Problem statement
Please retype the data below in full.

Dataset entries
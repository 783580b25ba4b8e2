// ==========================================
// 轮胎库存上报系统 - 引擎层
// ==========================================
// 职责: 实现业务汇总规则，不做文件读写
// ==========================================

pub mod group_aggregator;

// 重导出核心引擎
pub use group_aggregator::GroupAggregator;
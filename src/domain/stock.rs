// ==========================================
// 轮胎库存上报系统 - 库存领域模型
// ==========================================
// 用途: 导入层写入，导出层/报表层只读
// 持久化: ParseOutcome 以 JSON 形式落盘，供后续下载/上报复用
// ==========================================

use crate::domain::types::Season;
use chrono::{DateTime, Local};
use serde::{Deserialize, Serialize};
use std::collections::BTreeMap;
use std::fmt;

// ==========================================
// RawRow - 原始行
// ==========================================
// 生命周期: 仅在单次解析调用内
#[derive(Debug, Clone, PartialEq, Eq, Default)]
pub struct RawRow {
    pub row_number: usize,  // 工作表中的行号（从 1 开始）
    pub cells: Vec<String>, // 单元格文本（末尾缺失的单元格视为空）
}

impl RawRow {
    pub fn new(row_number: usize, cells: Vec<String>) -> Self {
        Self { row_number, cells }
    }

    /// 按列下标取单元格，越界返回空串
    pub fn cell(&self, index: usize) -> &str {
        self.cells.get(index).map(String::as_str).unwrap_or("")
    }

    /// 实际单元格数量（行尾空单元格已由读取器去除）
    pub fn cell_count(&self) -> usize {
        self.cells.len()
    }
}

// ==========================================
// StockRecord - 库存记录
// ==========================================
// 红线: 创建后不可变
// 红线: internal_code 或 tire_size 为空的记录不进入任何结果集
#[derive(Debug, Clone, PartialEq, Default, Serialize, Deserialize)]
pub struct StockRecord {
    pub row_number: usize,       // 来源行号
    pub name: String,            // 商品名称（A 列）
    pub raw_brand_field: String, // 品牌+季节原文（B 列）
    pub clean_brand: String,     // 去除季节关键字与 * 后的品牌
    pub season: Season,          // 季节
    pub internal_code: String,   // 内部编码（F 列，仅数字）
    pub vendor_sku: String,      // 厂商编码（G 列，仅数字）
    pub tire_size: String,       // 规格（H 列）
    pub quantity: u32,           // 库存数量（I 列）
    pub unit_price: f64,         // 单价（J 列）
    pub is_year_old: bool,       // 名称中含“год”
    pub is_vendor_eligible: bool, // 品牌属于供应商品牌清单
}

impl StockRecord {
    /// 是否可进入供应商导出集合
    ///
    /// 规则: 供应商品牌 + 数量 > 0 + 厂商编码非空
    pub fn is_exportable(&self) -> bool {
        self.is_vendor_eligible && self.quantity > 0 && !self.vendor_sku.is_empty()
    }
}

// ==========================================
// RowDiagnostic - 行级诊断
// ==========================================
#[derive(Debug, Clone, PartialEq, Eq, Serialize, Deserialize)]
pub struct RowDiagnostic {
    pub row_number: usize,
    pub reason: String,
}

impl fmt::Display for RowDiagnostic {
    fn fmt(&self, f: &mut fmt::Formatter<'_>) -> fmt::Result {
        write!(f, "row {}: {}", self.row_number, self.reason)
    }
}

// ==========================================
// ParseStats - 解析统计
// ==========================================
#[derive(Debug, Clone, Default, PartialEq, Serialize, Deserialize)]
pub struct ParseStats {
    pub total_rows: usize,   // valid_rows + invalid_rows（列数不足的行不计入）
    pub valid_rows: usize,
    pub invalid_rows: usize,
    pub vendor_count: usize, // vendor_items 数量
    #[serde(default, skip_serializing_if = "Vec::is_empty")]
    pub diagnostics: Vec<RowDiagnostic>,
}

impl ParseStats {
    /// 诊断信息文本（"row <n>: <reasons>"）
    pub fn error_messages(&self) -> Vec<String> {
        self.diagnostics.iter().map(ToString::to_string).collect()
    }
}

// ==========================================
// ParseOutcome - 单个文件的解析结果
// ==========================================
// 红线: 写入后只读，存储键 = key
#[derive(Debug, Clone, PartialEq, Serialize, Deserialize)]
pub struct ParseOutcome {
    pub key: String,                 // 结果存储键（文件名）
    pub original_file: String,       // 上传的源文件名
    pub processed_at: DateTime<Local>,
    pub batch_id: String,
    pub stats: ParseStats,
    pub all_items: Vec<StockRecord>,    // 全部有效记录
    pub vendor_items: Vec<StockRecord>, // 可导出给供应商的记录
}

impl ParseOutcome {
    /// 根据处理时间生成结果存储键
    pub fn key_for(at: &DateTime<Local>) -> String {
        format!("{}_processed.json", at.format("%Y%m%d_%H%M%S"))
    }
}

// ==========================================
// VendorGroupSums - 分组汇总
// ==========================================
#[derive(Debug, Clone, Default, PartialEq, Eq, Serialize, Deserialize)]
pub struct VendorGroupSums {
    pub summer: BTreeMap<String, u64>,
    pub winter: BTreeMap<String, u64>,
    pub grand_total: u64,
}

impl VendorGroupSums {
    pub fn summer_sum(&self, label: &str) -> u64 {
        self.summer.get(label).copied().unwrap_or(0)
    }

    pub fn winter_sum(&self, label: &str) -> u64 {
        self.winter.get(label).copied().unwrap_or(0)
    }
}

// ==========================================
// VendorResponse - 供应商接口应答
// ==========================================
#[derive(Debug, Clone, Default, PartialEq, Eq, Serialize, Deserialize)]
pub struct VendorResponse {
    pub status: bool,
    pub code: i64,
    pub message: String,
    #[serde(default)]
    pub data: Vec<VendorUploadEntry>,
}

#[derive(Debug, Clone, Default, PartialEq, Eq, Serialize, Deserialize)]
pub struct VendorUploadEntry {
    #[serde(default)]
    pub datetime: String,
    #[serde(default)]
    pub original_name: String,
}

Result of the task
repository 783580b25ba4b8e2
// ==========================================
// 轮胎库存上报系统 - 引擎层
// ==========================================
// 职责: 实现业务汇总规则，不做文件读写
// ==========================================

pub mod group_aggregator;

// 重导出核心引擎
pub use group_aggregator::GroupAggregator;
filename src/domain/stock.rs
// ==========================================
// 轮胎库存上报系统 - 库存领域模型
// ==========================================
// 用途: 导入层写入，导出层/报表层只读
// 持久化: ParseOutcome 以 JSON 形式落盘，供后续下载/上报复用
// ==========================================

use crate::domain::types::Season;
use chrono::{DateTime, Local};
use serde::{Deserialize, Serialize};
use std::collections::BTreeMap;
use std::fmt;

// ==========================================
// RawRow - 原始行
// ==========================================
// 生命周期: 仅在单次解析调用内
#[derive(Debug, Clone, PartialEq, Eq, Default)]
pub struct RawRow {
    pub row_number: usize,  // 工作表中的行号（从 1 开始）
    pub cells: Vec<String>, // 单元格文本（末尾缺失的单元格视为空）
}

impl RawRow {
    pub fn new(row_number: usize, cells: Vec<String>) -> Self {
        Self { row_number, cells }
    }

    /// 按列下标取单元格，越界返回空串
    pub fn cell(&self, index: usize) -> &str {
        self.cells.get(index).map(String::as_str).unwrap_or("")
    }

    /// 实际单元格数量（行尾空单元格已由读取器去除）
    pub fn cell_count(&self) -> usize {
        self.cells.len()
    }
}

// ==========================================
// StockRecord - 库存记录
// ==========================================
// 红线: 创建后不可变
// 红线: internal_code 或 tire_size 为空的记录不进入任何结果集
#[derive(Debug, Clone, PartialEq, Default, Serialize, Deserialize)]
pub struct StockRecord {
    pub row_number: usize,       // 来源行号
    pub name: String,            // 商品名称（A 列）
    pub raw_brand_field: String, // 品牌+季节原文（B 列）
    pub clean_brand: String,     // 去除季节关键字与 * 后的品牌
    pub season: Season,          // 季节
    pub internal_code: String,   // 内部编码（F 列，仅数字）
    pub vendor_sku: String,      // 厂商编码（G 列，仅数字）
    pub tire_size: String,       // 规格（H 列）
    pub quantity: u32,           // 库存数量（I 列）
    pub unit_price: f64,         // 单价（J 列）
    pub is_year_old: bool,       // 名称中含“год”
    pub is_vendor_eligible: bool, // 品牌属于供应商品牌清单
}

impl StockRecord {
    /// 是否可进入供应商导出集合
    ///
    /// 规则: 供应商品牌 + 数量 > 0 + 厂商编码非空
    pub fn is_exportable(&self) -> bool {
        self.is_vendor_eligible && self.quantity > 0 && !self.vendor_sku.is_empty()
    }
}

// ==========================================
// RowDiagnostic - 行级诊断
// ==========================================
#[derive(Debug, Clone, PartialEq, Eq, Serialize, Deserialize)]
pub struct RowDiagnostic {
    pub row_number: usize,
    pub reason: String,
}

impl fmt::Display for RowDiagnostic {
    fn fmt(&self, f: &mut fmt::Formatter<'_>) -> fmt::Result {
        write!(f, "row {}: {}", self.row_number, self.reason)
    }
}

// ==========================================
// ParseStats - 解析统计
// ==========================================
#[derive(Debug, Clone, Default, PartialEq, Serialize, Deserialize)]
pub struct ParseStats {
    pub total_rows: usize,   // valid_rows + invalid_rows（列数不足的行不计入）
    pub valid_rows: usize,
    pub invalid_rows: usize,
    pub vendor_count: usize, // vendor_items 数量
    #[serde(default, skip_serializing_if = "Vec::is_empty")]
    pub diagnostics: Vec<RowDiagnostic>,
}

impl ParseStats {
    /// 诊断信息文本（"row <n>: <reasons>"）
    pub fn error_messages(&self) -> Vec<String> {
        self.diagnostics.iter().map(ToString::to_string).collect()
    }
}

// ==========================================
// ParseOutcome - 单个文件的解析结果
// ==========================================
// 红线: 写入后只读，存储键 = key
#[derive(Debug, Clone, PartialEq, Serialize, Deserialize)]
pub struct ParseOutcome {
    pub key: String,                 // 结果存储键（文件名）
    pub original_file: String,       // 上传的源文件名
    pub processed_at: DateTime<Local>,
    pub batch_id: String,
    pub stats: ParseStats,
    pub all_items: Vec<StockRecord>,    // 全部有效记录
    pub vendor_items: Vec<StockRecord>, // 可导出给供应商的记录
}

impl ParseOutcome {
    /// 根据处理时间生成结果存储键
    pub fn key_for(at: &DateTime<Local>) -> String {
        format!("{}_processed.json", at.format("%Y%m%d_%H%M%S"))
    }
}

// ==========================================
// VendorGroupSums - 分组汇总
// ==========================================
#[derive(Debug, Clone, Default, PartialEq, Eq, Serialize, Deserialize)]
pub struct VendorGroupSums {
    pub summer: BTreeMap<String, u64>,
    pub winter: BTreeMap<String, u64>,
    pub grand_total: u64,
}

impl VendorGroupSums {
    pub fn summer_sum(&self, label: &str) -> u64 {
        self.summer.get(label).copied().unwrap_or(0)
    }

    pub fn winter_sum(&self, label: &str) -> u64 {
        self.winter.get(label).copied().unwrap_or(0)
    }
}

// ==========================================
// VendorResponse - 供应商接口应答
// ==========================================
#[derive(Debug, Clone, Default, PartialEq, Eq, Serialize, Deserialize)]
pub struct VendorResponse {
    pub status: bool,
    pub code: i64,
    pub message: String,
    #[serde(default)]
    pub data: Vec<VendorUploadEntry>,
}

#[derive(Debug, Clone, Default, PartialEq, Eq, Serialize, Deserialize)]
pub struct VendorUploadEntry {
    #[serde(default)]
    pub datetime: String,
    #[serde(default)]
    pub original_name: String,
}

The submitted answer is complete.